Is the GEO bill inconsistent with the Muslim Religious Principles?

Hajiya Saudahu Mahdi, said that Islam has honoured women by issuing many laws to protect them and to give them a dignified life. She pointed out that a significant percentage of the GEO bill aligns with the Islamic law. She mentioned the area of contention on inheritance and said that in Islam the woman has a right to inherit and cannot be inherited as she is not an item to be inherited. The task of inheritance firstly is to determine which of the relatives of the deceased are entitled to such inheritance and also determine the quantum share entitlement of each of the heirs concerned. She went further to say that the GEO bill never stated the proportion that should be allocated to women to inherit.

Under Islamic law, the woman has economic rights because she is allowed to work, invest and earn and there is nothing like joint ownership or joint account in Islamic law. However, the fact that women have economic rights is not an excuse for men to deter from their responsibilities towards their working wife, daughter or sister. She added that the right to choose a spouse is allowed in the Qur’an, and it’s the role or responsibility of a parent to guide her daughter to make the right choice rather than imposing a person of no interest to her. Lastly, she said on the issue of custody in the Islamic law, the child goes to the mother up to five steps before it goes to the father. She concluded by saying when condemning a law, Islam seeks wisdom and sincerity. However, the Gender Equal Opportunities bill aligns with the Muslim doctrine.
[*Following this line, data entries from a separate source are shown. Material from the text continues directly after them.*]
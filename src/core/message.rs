//! core::message
//!
//! Commit message format used on issue branches.
//!
//! # Format
//!
//! Every commit made through `sdn commit` has the shape:
//!
//! ```text
//! SEDONA-123-Fix-login          <- title (branch name)
//!                               <- blank
//! 2026-10-19 08:15:00 UTC       <- timestamp
//! :: fix bug                    <- one bullet per point
//! :: add test
//! ```
//!
//! When a branch is closed, the unpushed commits are parsed back into
//! [`MessageSegment`]s (title and blank dropped), validated, and rendered
//! into one squashed message titled with the branch name.
//!
//! # Invariants
//!
//! - A segment's first line is non-empty and is not a bullet
//! - Every later line starts with [`BULLET`] and is at least
//!   [`MIN_BULLET_LEN`] characters long
//! - Messages violating the format are rejected, never repaired

use chrono::{DateTime, Utc};
use thiserror::Error;

/// Prefix of every bullet line.
pub const BULLET: &str = ":: ";

/// Separator between points in user input.
pub const POINT_SEPARATOR: &str = "::";

/// Shortest acceptable bullet line, marker included. Rejects "wip"-style points.
pub const MIN_BULLET_LEN: usize = 10;

/// Minimum lines in a recorded message: title, blank, timestamp, one bullet.
const MIN_MESSAGE_LINES: usize = 4;

/// Separator between messages in `git log --format=%B%x00` output.
const MESSAGE_SENTINEL: char = '\0';

/// Errors from parsing or building commit messages.
#[derive(Debug, Clone, PartialEq, Eq, Error)]
pub enum MessageError {
    /// A recorded message does not follow the branch commit format.
    #[error("Found invalid unpushed commit message:\n{raw}")]
    InvalidCommitMessage {
        /// The offending message, as recorded.
        raw: String,
    },

    /// There is nothing to squash.
    #[error("No unpushed commit messages found")]
    NoUnpushedCommits,

    /// The user's commit message has no points.
    #[error("Commit message must contain at least one '::' separated point")]
    EmptyMessage,
}

/// One recorded commit message, minus its title and blank line.
#[derive(Debug, Clone, PartialEq, Eq)]
pub struct MessageSegment {
    lines: Vec<String>,
}

impl MessageSegment {
    /// The validated lines: timestamp first, bullets after.
    pub fn lines(&self) -> &[String] {
        &self.lines
    }

    fn parse(raw: &str) -> Result<Self, MessageError> {
        let invalid = || MessageError::InvalidCommitMessage {
            raw: raw.to_string(),
        };

        let all_lines: Vec<&str> = raw.trim().lines().collect();
        if all_lines.len() < MIN_MESSAGE_LINES {
            return Err(invalid());
        }

        let lines: Vec<String> = all_lines
            .into_iter()
            .skip(2)
            .filter(|l| !l.trim().is_empty())
            .map(|l| l.trim_end().to_string())
            .collect();

        let Some((first, bullets)) = lines.split_first() else {
            return Err(invalid());
        };

        if first.starts_with(POINT_SEPARATOR) {
            return Err(invalid());
        }

        if bullets
            .iter()
            .any(|l| !l.starts_with(BULLET) || l.chars().count() < MIN_BULLET_LEN)
        {
            return Err(invalid());
        }

        Ok(Self { lines })
    }
}

/// Parse the NUL-separated output of
/// `git log --format="%B%x00" <default>..HEAD` into validated segments.
///
/// Blank entries are ignored. Fails on the first invalid message, or when
/// no message is found at all.
pub fn parse_and_validate(raw_log: &str) -> Result<Vec<MessageSegment>, MessageError> {
    let segments = raw_log
        .split(MESSAGE_SENTINEL)
        .filter(|m| !m.trim().is_empty())
        .map(MessageSegment::parse)
        .collect::<Result<Vec<_>, _>>()?;

    if segments.is_empty() {
        return Err(MessageError::NoUnpushedCommits);
    }

    Ok(segments)
}

/// Render the squashed message: the branch name and every segment,
/// separated by blank lines, escaped for embedding in a double-quoted
/// command argument.
pub fn render(branch_name: &str, segments: &[MessageSegment]) -> String {
    let body = std::iter::once(branch_name.to_string())
        .chain(segments.iter().map(|s| s.lines.join("\n")))
        .collect::<Vec<_>>()
        .join("\n\n");
    escape_quoted(&body)
}

/// Build the message for a new commit on `branch_name`.
///
/// `points` is split on `::`; each non-blank point is trimmed and becomes a
/// bullet. The result is escaped like [`render`].
///
/// # Example
///
/// ```
/// use chrono::{TimeZone, Utc};
/// use sdn::core::message::build_commit_message;
///
/// let at = Utc.with_ymd_and_hms(2026, 10, 19, 8, 15, 0).unwrap();
/// let msg = build_commit_message("SEDONA-1-x", "fix bug:: add test", at).unwrap();
/// assert_eq!(msg, "SEDONA-1-x\n\n2026-10-19 08:15:00 UTC\n:: fix bug\n:: add test");
/// ```
pub fn build_commit_message(
    branch_name: &str,
    points: &str,
    at: DateTime<Utc>,
) -> Result<String, MessageError> {
    let bullets = bullets(points)?;
    let message = format!(
        "{}\n\n{}\n{}",
        branch_name,
        at.format("%Y-%m-%d %H:%M:%S UTC"),
        bullets.join("\n")
    );
    Ok(escape_quoted(&message))
}

/// Split user input on `::` into bullet lines.
///
/// Fails with [`MessageError::EmptyMessage`] when no point is left.
pub fn bullets(points: &str) -> Result<Vec<String>, MessageError> {
    let bullets: Vec<String> = points
        .split(POINT_SEPARATOR)
        .map(str::trim)
        .filter(|p| !p.is_empty())
        .map(|p| format!("{}{}", BULLET, p))
        .collect();

    if bullets.is_empty() {
        return Err(MessageError::EmptyMessage);
    }
    Ok(bullets)
}

/// Escape `\` and `"` so the text survives inside a double-quoted argument.
fn escape_quoted(text: &str) -> String {
    text.replace('\\', "\\\\").replace('"', "\\\"")
}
In responding to the question whether the GEO Bill is inconsistent with tradition HRM Edet Okon Etim, recognised culture and tradition to be dynamic and traditional leaders as custodians of the culture. He said the GEO bill is inconsistent with some culture and tradition but those cultures can be modified to suit the modern day needs. He called on NGOs to work slowly and steadily with the traditional institutions and also a lot of advocacy will help modify these practices. He finally assured participants that traditional leaders are fully in support of the GEO bill.
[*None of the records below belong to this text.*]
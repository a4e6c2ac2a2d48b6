//! core::types
//!
//! Strong types for core domain concepts.
//!
//! # Types
//!
//! - [`BranchName`] - Validated Git branch name
//! - [`IssueKey`] - Validated issue-tracker key such as `SEDONA-123`
//!
//! # Validation
//!
//! These types enforce validity at construction time. Invalid values
//! cannot be represented, so a derived branch name that git would reject
//! is caught before any command runs.
//!
//! # Examples
//!
//! ```
//! use sdn::core::types::{BranchName, IssueKey};
//!
//! let branch = BranchName::new("SEDONA-123-Fix-login").unwrap();
//! let key = IssueKey::new("SEDONA-123").unwrap();
//!
//! assert!(BranchName::new("invalid..name").is_err());
//! assert!(IssueKey::new("has space-1").is_err());
//! ```

use thiserror::Error;

/// Errors from type validation.
#[derive(Debug, Error, PartialEq, Eq)]
pub enum TypeError {
    #[error("invalid branch name: {0}")]
    InvalidBranchName(String),

    #[error("invalid issue key: {0}")]
    InvalidIssueKey(String),
}

/// A validated Git branch name.
///
/// Branch names must conform to Git's refname rules (see `git check-ref-format`):
/// - Cannot be empty
/// - Cannot start with `.` or `-`
/// - Cannot end with `.lock` or `/`
/// - Cannot contain `..`, `@{`, `//`, or ASCII control characters
/// - Cannot contain spaces, `~`, `^`, `:`, `\`, `?`, `*`, `[`
/// - Cannot be exactly `@`
///
/// # Example
///
/// ```
/// use sdn::core::types::BranchName;
///
/// let name = BranchName::new("feature/my-branch").unwrap();
/// assert_eq!(name.as_str(), "feature/my-branch");
///
/// assert!(BranchName::new("").is_err());
/// assert!(BranchName::new(".hidden").is_err());
/// assert!(BranchName::new("branch.lock").is_err());
/// assert!(BranchName::new("has space").is_err());
/// assert!(BranchName::new("@").is_err());
/// ```
#[derive(Debug, Clone, PartialEq, Eq, Hash)]
pub struct BranchName(String);

impl BranchName {
    /// Create a new validated branch name.
    ///
    /// # Errors
    ///
    /// Returns `TypeError::InvalidBranchName` if the name violates Git's refname rules.
    pub fn new(name: impl Into<String>) -> Result<Self, TypeError> {
        let name = name.into();
        Self::validate(&name)?;
        Ok(Self(name))
    }

    fn validate(name: &str) -> Result<(), TypeError> {
        let reject = |why: &str| Err(TypeError::InvalidBranchName(format!("'{}' {}", name, why)));

        if name.is_empty() {
            return reject("is empty");
        }
        if name == "@" {
            return reject("is reserved");
        }
        if name.starts_with('.') || name.starts_with('-') {
            return reject("cannot start with '.' or '-'");
        }
        if name.ends_with(".lock") || name.ends_with('/') {
            return reject("cannot end with '.lock' or '/'");
        }
        for forbidden in ["..", "@{", "//"] {
            if name.contains(forbidden) {
                return reject(&format!("cannot contain '{}'", forbidden));
            }
        }

        const INVALID_CHARS: [char; 8] = [' ', '~', '^', ':', '\\', '?', '*', '['];
        if let Some(c) = name.chars().find(|c| INVALID_CHARS.contains(c)) {
            return reject(&format!("cannot contain '{}'", c));
        }
        if name.chars().any(|c| c.is_ascii_control()) {
            return reject("cannot contain control characters");
        }

        for component in name.split('/').filter(|c| !c.is_empty()) {
            if component.starts_with('.') || component.ends_with(".lock") {
                return reject("has a path component starting with '.' or ending with '.lock'");
            }
        }

        Ok(())
    }

    /// Get the branch name as a string slice.
    pub fn as_str(&self) -> &str {
        &self.0
    }
}

impl TryFrom<String> for BranchName {
    type Error = TypeError;

    fn try_from(s: String) -> Result<Self, Self::Error> {
        Self::new(s)
    }
}

impl From<BranchName> for String {
    fn from(name: BranchName) -> Self {
        name.0
    }
}

impl AsRef<str> for BranchName {
    fn as_ref(&self) -> &str {
        &self.0
    }
}

impl std::fmt::Display for BranchName {
    fn fmt(&self, f: &mut std::fmt::Formatter<'_>) -> std::fmt::Result {
        write!(f, "{}", self.0)
    }
}

/// A validated issue key, e.g. `SEDONA-123`.
///
/// Keys consist of ASCII letters, digits and hyphens, contain at least one
/// hyphen, and neither start nor end with one. They are embedded verbatim
/// in tracker URLs and branch names.
#[derive(Debug, Clone, PartialEq, Eq, Hash)]
pub struct IssueKey(String);

impl IssueKey {
    /// Create a new validated issue key.
    pub fn new(key: impl Into<String>) -> Result<Self, TypeError> {
        let key = key.into();
        let well_formed = key.contains('-')
            && !key.starts_with('-')
            && !key.ends_with('-')
            && key.chars().all(|c| c.is_ascii_alphanumeric() || c == '-');

        if well_formed {
            Ok(Self(key))
        } else {
            Err(TypeError::InvalidIssueKey(key))
        }
    }

    /// Get the key as a string slice.
    pub fn as_str(&self) -> &str {
        &self.0
    }
}

impl std::fmt::Display for IssueKey {
    fn fmt(&self, f: &mut std::fmt::Formatter<'_>) -> std::fmt::Result {
        write!(f, "{}", self.0)
    }
}

#[cfg(test)]
mod tests {
    use super::*;

    mod branch_name {
        use super::*;

        #[test]
        fn accepts_issue_branches() {
            for name in ["SEDONA-123-Fix-login", "main", "feature/x", "user@feature"] {
                assert!(BranchName::new(name).is_ok(), "{} should be valid", name);
            }
        }

        #[test]
        fn rejects_refname_violations() {
            for name in [
                "", "@", ".x", "-x", "x.lock", "x/", "a..b", "a@{b", "a//b", "a b", "a~b",
                "a^b", "a:b", "a\\b", "a?b", "a*b", "a[b", "a/.b", "a.lock/b", "a\tb",
            ] {
                assert!(BranchName::new(name).is_err(), "{:?} should be invalid", name);
            }
        }

        #[test]
        fn error_names_the_offender() {
            let err = BranchName::new("a..b").unwrap_err();
            assert!(err.to_string().contains("'a..b'"));
            assert!(err.to_string().contains(".."));
        }

        #[test]
        fn string_conversions_validate() {
            let name = BranchName::try_from("main".to_string()).unwrap();
            assert_eq!(String::from(name), "main");
            assert!(BranchName::try_from("a..b".to_string()).is_err());
        }
    }

    mod issue_key {
        use super::*;

        #[test]
        fn accepts_prefixed_keys() {
            assert_eq!(IssueKey::new("SEDONA-123").unwrap().as_str(), "SEDONA-123");
            assert!(IssueKey::new("MY-PROJ-9").is_ok());
        }

        #[test]
        fn rejects_malformed_keys() {
            for key in ["123", "-123", "SEDONA-", "SED ONA-1", "SEDONA-1/..", ""] {
                assert!(IssueKey::new(key).is_err(), "{:?} should be invalid", key);
            }
        }
    }
}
Giving the youth perspective to the GEO Bill, Ms. Fadekemi Akinfaderin-Agarau who was represented by Olabukunola Williams assured the participants of the youths’ full support of the bill especially because it protects the rights of women and children. In her words, “If Nigeria is truly the giant of Africa and development champions, the youths have to be given a sense of belonging so they can benefit.” Therefore, she pledged the willingness of the youths to join the campaign if only the bill is a strong and meaningful bill that will impact positively on the youth at large.  She made reference to the findings of a legal opinion they commissioned on the GEO bill; one of which was that the country couldn’t be compelled to fulfil chapter 2 of the Nigerian constitution and therefore there was a conflict between the provisions of the bill and the Constitution.
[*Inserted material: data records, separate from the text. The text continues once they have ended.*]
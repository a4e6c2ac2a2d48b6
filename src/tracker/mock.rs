//! tracker::mock
//!
//! In-memory tracker for tests.

use std::collections::HashMap;
use std::sync::{Arc, Mutex};

use async_trait::async_trait;

use super::traits::{IssueTracker, TrackerError};
use crate::core::types::IssueKey;

/// Tracker answering from a fixed table of issues.
///
/// Unknown keys fail with a 404 status error. Every lookup is recorded.
#[derive(Debug, Clone, Default)]
pub struct MockTracker {
    issues: HashMap<String, String>,
    lookups: Arc<Mutex<Vec<String>>>,
}

impl MockTracker {
    pub fn new() -> Self {
        Self::default()
    }

    /// Add an issue.
    pub fn with_issue(mut self, key: &str, summary: &str) -> Self {
        self.issues.insert(key.to_string(), summary.to_string());
        self
    }

    /// Keys looked up so far, in order.
    pub fn lookups(&self) -> Vec<String> {
        self.lookups.lock().map(|l| l.clone()).unwrap_or_default()
    }
}

#[async_trait]
impl IssueTracker for MockTracker {
    async fn issue_summary(&self, key: &IssueKey) -> Result<String, TrackerError> {
        if let Ok(mut lookups) = self.lookups.lock() {
            lookups.push(key.to_string());
        }
        self.issues
            .get(key.as_str())
            .cloned()
            .ok_or_else(|| TrackerError::Status {
                status: "404 Not Found".into(),
                key: key.to_string(),
                url: format!("mock://issue/{}", key),
                username: "mock".into(),
            })
    }
}
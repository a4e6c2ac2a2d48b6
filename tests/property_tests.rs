//! Property-based tests for naming and commit messages.
//!
//! These tests use proptest to verify invariants hold across
//! randomly generated inputs.

use chrono::{TimeZone, Utc};
use proptest::prelude::*;

use sdn::core::message::{build_commit_message, parse_and_validate, MIN_BULLET_LEN};
use sdn::core::naming::{branch_name_for_issue, is_valid_prefix, qualify_issue_key};
use sdn::core::types::{BranchName, IssueKey};

/// Strategy for issue keys such as `SEDONA-123`.
fn issue_key() -> impl Strategy<Value = IssueKey> {
    ("[A-Z]{1,8}", 1u32..100_000)
        .prop_map(|(prefix, n)| IssueKey::new(format!("{}-{}", prefix, n)).unwrap())
}

/// Strategy for points long enough to pass close-time validation.
fn point() -> impl Strategy<Value = String> {
    "[a-zA-Z][a-zA-Z0-9 \"'.,]{5,40}[a-zA-Z0-9.]"
}

proptest! {
    #[test]
    fn branch_name_from_any_summary_is_valid_or_rejected(key in issue_key(), summary in ".*") {
        // Any summary yields either a valid branch name or a typed error
        if let Ok(name) = branch_name_for_issue(&key, &summary) {
            prop_assert!(BranchName::new(name.as_str()).is_ok());
            let key_prefix = format!("{}-", key);
            prop_assert!(name.as_str().starts_with(&key_prefix));
            prop_assert!(name
                .as_str()
                .chars()
                .all(|c| c.is_ascii_alphanumeric() || c == '-'));
        }
    }

    #[test]
    fn bare_numbers_get_the_prefix(prefix in "[A-Z]{1,8}", n in 0u32..1_000_000) {
        let key = qualify_issue_key(&n.to_string(), &prefix).unwrap();
        prop_assert_eq!(key.as_str(), format!("{}-{}", prefix, n));
    }

    #[test]
    fn qualified_keys_are_kept(key in issue_key(), prefix in "[A-Z]{1,8}") {
        prop_assert_eq!(qualify_issue_key(key.as_str(), &prefix).unwrap(), key);
    }

    #[test]
    fn letter_prefixes_are_valid(prefix in "[A-Za-z][A-Za-z0-9]{0,10}") {
        prop_assert!(is_valid_prefix(&prefix));
    }

    #[test]
    fn built_messages_pass_close_validation(
        points in prop::collection::vec(point(), 1..6),
        secs in 0i64..2_000_000_000,
    ) {
        let at = Utc.timestamp_opt(secs, 0).unwrap();
        let input = points.join(":: ");
        let message = build_commit_message("SEDONA-1-x", &input, at).unwrap();

        // What git records is the unescaped message
        let recorded = message.replace("\\\"", "\"").replace("\\\\", "\\");
        let segments = parse_and_validate(&format!("{}\0", recorded)).unwrap();

        prop_assert_eq!(segments.len(), 1);
        let lines = segments[0].lines();
        prop_assert_eq!(lines.len(), points.len() + 1);
        for (line, point) in lines[1..].iter().zip(&points) {
            prop_assert!(line.chars().count() >= MIN_BULLET_LEN);
            prop_assert_eq!(line, &format!(":: {}", point.trim()));
        }
    }

    #[test]
    fn escaped_messages_survive_tokenizing(
        points in prop::collection::vec(point(), 1..4),
        backslashes in "[a-z\\\\]{0,5}",
    ) {
        let at = Utc.with_ymd_and_hms(2026, 10, 19, 8, 15, 0).unwrap();
        let input = format!("{} {}", points.join(":: "), backslashes);
        let message = build_commit_message("SEDONA-1-x", &input, at).unwrap();

        let args = shell_words::split(&format!("commit -m \"{}\"", message)).unwrap();
        prop_assert_eq!(args.len(), 3);
        prop_assert!(args[2].contains(points[0].trim()));
        prop_assert!(!args[2].contains("\\\""));
    }
}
In addressing the concerns around the GEO bill, Barr. Chinonye Obiagwu, stated that the GEO bill seeks to protect the rights and privileges of women in public life and promote economic and political participation by women. These include prohibition of discrimination and promotion of equality and equal treatment of all persons in law regardless of their gender; elimination of discrimination in political or public life, access to education or employment opportunities. There are other progressive provisions as well. Furthermore, he said the second component is the bunch of provisions that seek to protect and promote the social and economic rights and privileges of women in the private or domestic arena. These include issues of marriage and family relations; widowhood, inheritance, divorce, custody of children, domestic violence and abuse, and trafficking in women. Also, section 8 of the Bill, according to him seeks to promote and empower women. He undertook to look at the bill again and improve its provisions through removing sections that have been taken care of by other laws such as the section on violence which has been taken care of by the VAPP Act and the age of marriage that has been provided for in the Child’s Rights Act.

Key points of Panel 3 Session

  1. The provisions of the GEO bill are not inconsistent with scriptural provisions as the bible frowns at discrimination. But those that interpret scriptures do so out of selfishness, power play and patriarchy.
  2.  Islam has made comprehensive inheritance provisions for women so it is not against inheritance by women.
  3.  The GEO bill is inconsistent with some culture and tradition but those cultures can be modified to suit the modern day needs. There is need however to tread carefully and work with traditional rulers to modify traditional practices.
  4. The youth will use all the tools in their hands including social media to campaign for the passage of the GEO bill because it has several provisions that protect their rights.
  5. The GEO bill should be improved to remove provisions that have been covered in other laws.

 

Panel of Judges

Finally, the panel of judges delivered its verdict. Members of the Panel took turns to make their position known on violence against women as well as the GEO Bill.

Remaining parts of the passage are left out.